Work required =
For the data below, restate word for word only the lines from the line containing "pub fn is_valid_hash(trytes: &str)" through the line containing "pub fn tryte_to_trits(tryte: char)", both ends included.

Stored items
+-------+
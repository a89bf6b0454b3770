use crate::core::constants::{HASH_LENGTH, TRITS_PER_TRYTE, TRYTE_ALPHABET, TRYTE_SPACE};
use crate::error::{Result, TernaryError};
use std::ops::{Add, Mul};

/// One balanced ternary digit, always in {-1, 0, 1}
pub type Trit = i8;

/// Owned trit sequence
pub type Trits = Vec<Trit>;

// Indexed by position in TRYTE_ALPHABET, least significant trit first
const TRYTE_TO_TRITS: [[Trit; 3]; TRYTE_SPACE] = [
    [0, 0, 0],
    [1, 0, 0],
    [-1, 1, 0],
    [0, 1, 0],
    [1, 1, 0],
    [-1, -1, 1],
    [0, -1, 1],
    [1, -1, 1],
    [-1, 0, 1],
    [0, 0, 1],
    [1, 0, 1],
    [-1, 1, 1],
    [0, 1, 1],
    [1, 1, 1],
    [-1, -1, -1],
    [0, -1, -1],
    [1, -1, -1],
    [-1, 0, -1],
    [0, 0, -1],
    [1, 0, -1],
    [-1, 1, -1],
    [0, 1, -1],
    [1, 1, -1],
    [-1, -1, 0],
    [0, -1, 0],
    [1, -1, 0],
    [-1, 0, 0],
];

fn alphabet_index(tryte: char) -> Option<usize> {
    match tryte {
        '9' => Some(0),
        'A'..='Z' => Some(tryte as usize - 'A' as usize + 1),
        _ => None,
    }
}

fn alphabet_char(index: usize) -> char {
    TRYTE_ALPHABET.as_bytes()[index % TRYTE_SPACE] as char
}

pub fn is_valid_trit(trit: Trit) -> bool {
    (-1..=1).contains(&trit)
}

pub fn is_valid_trits(trits: &[Trit]) -> bool {
    trits.iter().all(|&t| is_valid_trit(t))
}

pub fn is_valid_trytes(trytes: &str) -> bool {
    trytes.chars().all(|c| alphabet_index(c).is_some())
}

/// Tryte string of exactly `length` characters
pub fn is_valid_trytes_of_len(trytes: &str, length: usize) -> bool {
    trytes.len() == length && is_valid_trytes(trytes)
}

/// 81-tryte hash
pub fn is_valid_hash(trytes: &str) -> bool {
    is_valid_trytes_of_len(trytes, HASH_LENGTH)
}

/// Fails with `InvalidTrytes` naming the first bad character
pub fn check_trytes(trytes: &str) -> Result<()> {
    match trytes.chars().position(|c| alphabet_index(c).is_none()) {
        None => Ok(()),
        Some(pos) => Err(TernaryError::InvalidTrytes(format!(
            "unexpected character at position {pos}"
        ))),
    }
}

/// Three trits for a single tryte, `None` outside the alphabet
pub fn tryte_to_trits(tryte: char) -> Option<[Trit; 3]> {
    alphabet_index(tryte).map(|index| TRYTE_TO_TRITS[index])
}

/// Signed value of one tryte, in [-13, 13]
pub fn tryte_value(tryte: char) -> Option<i8> {
    tryte_to_trits(tryte).map(|trits| trits_to_int::<i8>(&trits))
}

pub fn trytes_to_trits(trytes: &str) -> Result<Trits> {
    let mut trits = Vec::with_capacity(trytes.len() * TRITS_PER_TRYTE);
    for (pos, tryte) in trytes.chars().enumerate() {
        let group = tryte_to_trits(tryte).ok_or_else(|| {
            TernaryError::InvalidTrytes(format!("'{tryte}' at position {pos}"))
        })?;
        trits.extend_from_slice(&group);
    }
    Ok(trits)
}

pub fn trits_to_trytes(trits: &[Trit]) -> Result<String> {
    trits_to_trytes_len(trits, trits.len())
}

/// Converts only the first `length` trits
pub fn trits_to_trytes_len(trits: &[Trit], length: usize) -> Result<String> {
    if length > trits.len() {
        return Err(TernaryError::length("trit sequence", length, trits.len()));
    }
    if length % TRITS_PER_TRYTE != 0 {
        return Err(TernaryError::InvalidTrits(format!(
            "length {length} is not a multiple of {TRITS_PER_TRYTE}"
        )));
    }

    let mut trytes = String::with_capacity(length / TRITS_PER_TRYTE);
    for group in trits[..length].chunks_exact(TRITS_PER_TRYTE) {
        if let Some(bad) = group.iter().find(|&&t| !is_valid_trit(t)) {
            return Err(TernaryError::InvalidTrits(format!("trit value {bad}")));
        }
        let mut index = group[0] as i32 + 3 * group[1] as i32 + 9 * group[2] as i32;
        if index < 0 {
            index += TRYTE_SPACE as i32;
        }
        trytes.push(alphabet_char(index as usize));
    }
    Ok(trytes)
}

/// Balanced ternary digits of `value`, least significant first. Zero has no digits.
pub fn int_to_trits(value: i64) -> Trits {
    let mut trits = Trits::new();
    let mut magnitude = value.unsigned_abs();
    let sign: Trit = if value < 0 { -1 } else { 1 };

    while magnitude != 0 {
        let mut remainder = (magnitude % 3) as Trit;
        magnitude /= 3;
        if remainder > 1 {
            remainder = -1;
            magnitude += 1;
        }
        trits.push(remainder * sign);
    }
    trits
}

/// Like `int_to_trits` but right-padded with zeros to exactly `length` trits
pub fn int_to_trits_padded(value: i64, length: usize) -> Result<Trits> {
    let mut trits = int_to_trits(value);
    if trits.len() > length {
        return Err(TernaryError::InvalidTrits(format!(
            "{value} needs {} trits, field holds {length}",
            trits.len()
        )));
    }
    trits.resize(length, 0);
    Ok(trits)
}

/// Evaluates trits as a base-3 number, least significant first
pub fn trits_to_int<T>(trits: &[Trit]) -> T
where
    T: From<i8> + Add<Output = T> + Mul<Output = T> + Copy,
{
    let three = T::from(3);
    trits
        .iter()
        .rev()
        .fold(T::from(0), |acc, &trit| acc * three + T::from(trit))
}

/// Adds `value` to a trit counter in place, dropping any carry out of the top trit
pub fn add_to_trits(trits: &mut [Trit], value: i64) {
    let addend = int_to_trits(value);
    let mut carry: Trit = 0;
    for (i, trit) in trits.iter_mut().enumerate() {
        let digit = addend.get(i).copied().unwrap_or(0);
        if digit == 0 && carry == 0 && i >= addend.len() {
            break;
        }
        let (sum, next) = match *trit + digit + carry {
            3 => (0, 1),
            2 => (-1, 1),
            -2 => (1, -1),
            -3 => (0, -1),
            sum => (sum, 0),
        };
        *trit = sum;
        carry = next;
    }
}

/// Two trytes per byte, low digit first
pub fn string_to_trytes(input: &str) -> String {
    let mut trytes = String::with_capacity(input.len() * 2);
    for byte in input.bytes() {
        let byte = byte as usize;
        trytes.push(alphabet_char(byte % TRYTE_SPACE));
        trytes.push(alphabet_char(byte / TRYTE_SPACE));
    }
    trytes
}

pub fn trytes_to_string(trytes: &str) -> Result<String> {
    if trytes.len() % 2 != 0 {
        return Err(TernaryError::InvalidTrytes(format!(
            "odd length {} cannot encode bytes",
            trytes.len()
        )));
    }
    check_trytes(trytes)?;

    let mut bytes = Vec::with_capacity(trytes.len() / 2);
    for pair in trytes.as_bytes().chunks_exact(2) {
        // Both characters were checked above
        let low = alphabet_index(pair[0] as char).unwrap_or(0);
        let high = alphabet_index(pair[1] as char).unwrap_or(0);
        let value = low + high * TRYTE_SPACE;
        let byte = u8::try_from(value).map_err(|_| {
            TernaryError::InvalidTrytes(format!("pair decodes to {value}, above one byte"))
        })?;
        bytes.push(byte);
    }
    String::from_utf8(bytes).map_err(|e| TernaryError::Serialization(e.to_string()))
}

/// Right-pads a tryte string with `9` up to `length`
pub fn pad_trytes(trytes: &str, length: usize) -> String {
    let mut padded = String::with_capacity(length.max(trytes.len()));
    padded.push_str(trytes);
    while padded.len() < length {
        padded.push('9');
    }
    padded
}

#[cfg(test)]
mod tests {
    use super::*;

    #[test]
    fn test_tryte_table() {
        assert_eq!(tryte_to_trits('9'), Some([0, 0, 0]));
        assert_eq!(tryte_to_trits('A'), Some([1, 0, 0]));
        assert_eq!(tryte_to_trits('M'), Some([1, 1, 1]));
        assert_eq!(tryte_to_trits('N'), Some([-1, -1, -1]));
        assert_eq!(tryte_to_trits('Z'), Some([-1, 0, 0]));
        assert_eq!(tryte_to_trits('a'), None);
        assert_eq!(tryte_to_trits('0'), None);
    }

    #[test]
    fn test_tryte_values() {
        assert_eq!(tryte_value('9'), Some(0));
        assert_eq!(tryte_value('M'), Some(13));
        assert_eq!(tryte_value('N'), Some(-13));
        assert_eq!(tryte_value('Z'), Some(-1));
    }

    #[test]
    fn test_trytes_round_trip() {
        let trytes = "ABCDEFGHIJKLMNOPQRSTUVWXYZ9";
        let trits = trytes_to_trits(trytes).unwrap();
        assert_eq!(trits.len(), 81);
        assert_eq!(trits_to_trytes(&trits).unwrap(), trytes);
    }

    #[test]
    fn test_empty_input() {
        assert!(trytes_to_trits("").unwrap().is_empty());
        assert_eq!(trits_to_trytes(&[]).unwrap(), "");
        assert!(int_to_trits(0).is_empty());
        assert_eq!(trits_to_int::<i64>(&[]), 0);
    }

    #[test]
    fn test_invalid_input() {
        assert!(matches!(
            trytes_to_trits("AB1"),
            Err(TernaryError::InvalidTrytes(_))
        ));
        assert!(matches!(
            trits_to_trytes(&[0, 2, 0]),
            Err(TernaryError::InvalidTrits(_))
        ));
        assert!(trits_to_trytes(&[0, 1]).is_err());
        assert!(trits_to_trytes_len(&[0, 1, 0], 6).is_err());
    }

    #[test]
    fn test_partial_conversion() {
        let trits = trytes_to_trits("ABC").unwrap();
        assert_eq!(trits_to_trytes_len(&trits, 6).unwrap(), "AB");
    }

    #[test]
    fn test_int_conversion() {
        assert_eq!(int_to_trits(42), vec![0, -1, -1, -1, 1]);
        assert_eq!(int_to_trits(-42), vec![0, 1, 1, 1, -1]);
        for value in [-100_000i64, -13, -1, 1, 2, 13, 14, 1_234_567_890] {
            assert_eq!(trits_to_int::<i64>(&int_to_trits(value)), value);
        }
        let padded = int_to_trits_padded(5, 27).unwrap();
        assert_eq!(padded.len(), 27);
        assert_eq!(trits_to_int::<i64>(&padded), 5);
        assert!(int_to_trits_padded(1_000_000, 3).is_err());
    }

    #[test]
    fn test_int_extremes() {
        let trits = int_to_trits(i64::MAX);
        assert_eq!(trits_to_int::<i128>(&trits), i64::MAX as i128);
        let trits = int_to_trits(i64::MIN);
        assert_eq!(trits_to_int::<i128>(&trits), i64::MIN as i128);
    }

    #[test]
    fn test_add_to_trits() {
        let mut counter = vec![0; 9];
        add_to_trits(&mut counter, 1);
        assert_eq!(trits_to_int::<i64>(&counter), 1);
        add_to_trits(&mut counter, 40);
        assert_eq!(trits_to_int::<i64>(&counter), 41);

        // 9 trits hold at most 9841, the carry wraps around
        let mut counter = vec![1; 9];
        add_to_trits(&mut counter, 1);
        assert_eq!(trits_to_int::<i64>(&counter), -9841);
    }

    #[test]
    fn test_string_conversion() {
        assert_eq!(string_to_trytes("IOTA"), "SBYBCCKB");
        assert_eq!(trytes_to_string("SBYBCCKB").unwrap(), "IOTA");
        assert_eq!(trytes_to_string("").unwrap(), "");
        assert!(trytes_to_string("SBY").is_err());
        // 26 + 26 * 27 does not fit in a byte
        assert!(trytes_to_string("ZZ").is_err());
    }

    #[test]
    fn test_validation_helpers() {
        assert!(is_valid_trytes("ABC9"));
        assert!(!is_valid_trytes("abc"));
        assert!(is_valid_hash(crate::core::constants::EMPTY_HASH));
        assert!(!is_valid_hash("ABC"));
        assert!(is_valid_trits(&[-1, 0, 1]));
        assert!(!is_valid_trits(&[-2]));
        assert_eq!(pad_trytes("AB", 4), "AB99");
        assert_eq!(pad_trytes("ABCDE", 4), "ABCDE");
    }
}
+-------+
Answer area =
pub fn is_valid_hash(trytes: &str) -> bool {
    is_valid_trytes_of_len(trytes, HASH_LENGTH)
}

/// Fails with `InvalidTrytes` naming the first bad character
pub fn check_trytes(trytes: &str) -> Result<()> {
    match trytes.chars().position(|c| alphabet_index(c).is_none()) {
        None => Ok(()),
        Some(pos) => Err(TernaryError::InvalidTrytes(format!(
            "unexpected character at position {pos}"
        ))),
    }
}

/// Three trits for a single tryte, `None` outside the alphabet
pub fn tryte_to_trits(tryte: char) -> Option<[Trit; 3]> {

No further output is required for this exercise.